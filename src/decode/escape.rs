//! C-style escape sequence decoding.
//!
//! Recognised escapes: `\a \b \e \f \n \r \t \v \\ \' \"`, octal `\DDD` (one to
//! three digits), `\xHH`, `\uHHHH` and `\UHHHHHHHH`. Numeric escapes name a
//! code point, which is written out UTF-8 encoded. C also has `\?` to avoid
//! trigraphs; it is not supported.

use crate::error::ConversionError;

/// Expand escape sequences and return the resulting UTF-8 bytes.
///
/// Escapes are expanded left to right without overlap. Octal escapes above
/// `0o377` and Unicode escapes that do not name a valid code point are kept
/// as literal text, backslash included. A backslash that does not start a
/// recognised escape is an error.
pub fn escape_sequence_to_bytes(escaped: &str) -> Result<Vec<u8>, ConversionError> {
    let mut out = String::with_capacity(escaped.len());
    let mut rest = escaped;

    while let Some(pos) = rest.find('\\') {
        out.push_str(&rest[..pos]);
        let token = &rest[pos..];
        let (len, expanded) = expand_escape(token)?;
        match expanded {
            Some(c) => out.push(c),
            None => out.push_str(&token[..len]),
        }
        rest = &token[len..];
    }
    out.push_str(rest);

    Ok(out.into_bytes())
}

/// Expand the escape at the start of `token`, which begins with a backslash.
///
/// Returns the length of the escape in bytes and the character it stands for,
/// or `None` if it is out of range and must be passed through as-is.
fn expand_escape(token: &str) -> Result<(usize, Option<char>), ConversionError> {
    let body = &token[1..];
    let Some(first) = body.chars().next() else {
        return Err(ConversionError::new("Invalid escape sequence: \\"));
    };

    let simple = match first {
        'a' => Some('\x07'),
        'b' => Some('\x08'),
        'e' => Some('\x1B'),
        'f' => Some('\x0C'),
        'n' => Some('\n'),
        'r' => Some('\r'),
        't' => Some('\t'),
        'v' => Some('\x0B'),
        '\\' | '\'' | '"' => Some(first),
        _ => None,
    };
    if simple.is_some() {
        return Ok((2, simple));
    }

    match first {
        '0'..='7' => {
            let digits = body
                .bytes()
                .take(3)
                .take_while(|b| matches!(b, b'0'..=b'7'))
                .count();
            let value = u32::from_str_radix(&body[..digits], 8)
                .map_err(|_| invalid_escape(&body[..digits]))?;
            let c = if value <= 0xFF {
                char::from_u32(value)
            } else {
                None
            };
            Ok((1 + digits, c))
        }
        'x' => expand_hex(body, 2),
        'u' => expand_hex(body, 4),
        'U' => expand_hex(body, 8),
        other => Err(invalid_escape(other.encode_utf8(&mut [0; 4]))),
    }
}

/// Expand `x`, `u` or `U` followed by exactly `width` hex digits.
fn expand_hex(body: &str, width: usize) -> Result<(usize, Option<char>), ConversionError> {
    let digits = body
        .get(1..=width)
        .filter(|d| d.bytes().all(|b| b.is_ascii_hexdigit()))
        .ok_or_else(|| invalid_escape(body.get(..=width).unwrap_or(body)))?;
    let value = u32::from_str_radix(digits, 16).map_err(|_| invalid_escape(digits))?;
    Ok((2 + width, char::from_u32(value)))
}

fn invalid_escape(sequence: &str) -> ConversionError {
    ConversionError::new(format!("Invalid escape sequence: \\{sequence}"))
}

____

**EXERCISE REQUIREMENTS:** What are the lines from the one with "let value = u32::from_str_radix(&body[..digits], 8)" through the last line of the records above? Quote them exactly and add nothing.

**ANSWER SPACE:**
            let value = u32::from_str_radix(&body[..digits], 8)
                .map_err(|_| invalid_escape(&body[..digits]))?;
            let c = if value <= 0xFF {
                char::from_u32(value)
            } else {
                None
            };
            Ok((1 + digits, c))
        }
        'x' => expand_hex(body, 2),
        'u' => expand_hex(body, 4),
        'U' => expand_hex(body, 8),
        other => Err(invalid_escape(other.encode_utf8(&mut [0; 4]))),
    }
}

/// Expand `x`, `u` or `U` followed by exactly `width` hex digits.
fn expand_hex(body: &str, width: usize) -> Result<(usize, Option<char>), ConversionError> {
    let digits = body
        .get(1..=width)
        .filter(|d| d.bytes().all(|b| b.is_ascii_hexdigit()))
        .ok_or_else(|| invalid_escape(body.get(..=width).unwrap_or(body)))?;
    let value = u32::from_str_radix(digits, 16).map_err(|_| invalid_escape(digits))?;
    Ok((2 + width, char::from_u32(value)))
}

fn invalid_escape(sequence: &str) -> ConversionError {
    ConversionError::new(format!("Invalid escape sequence: \\{sequence}"))
}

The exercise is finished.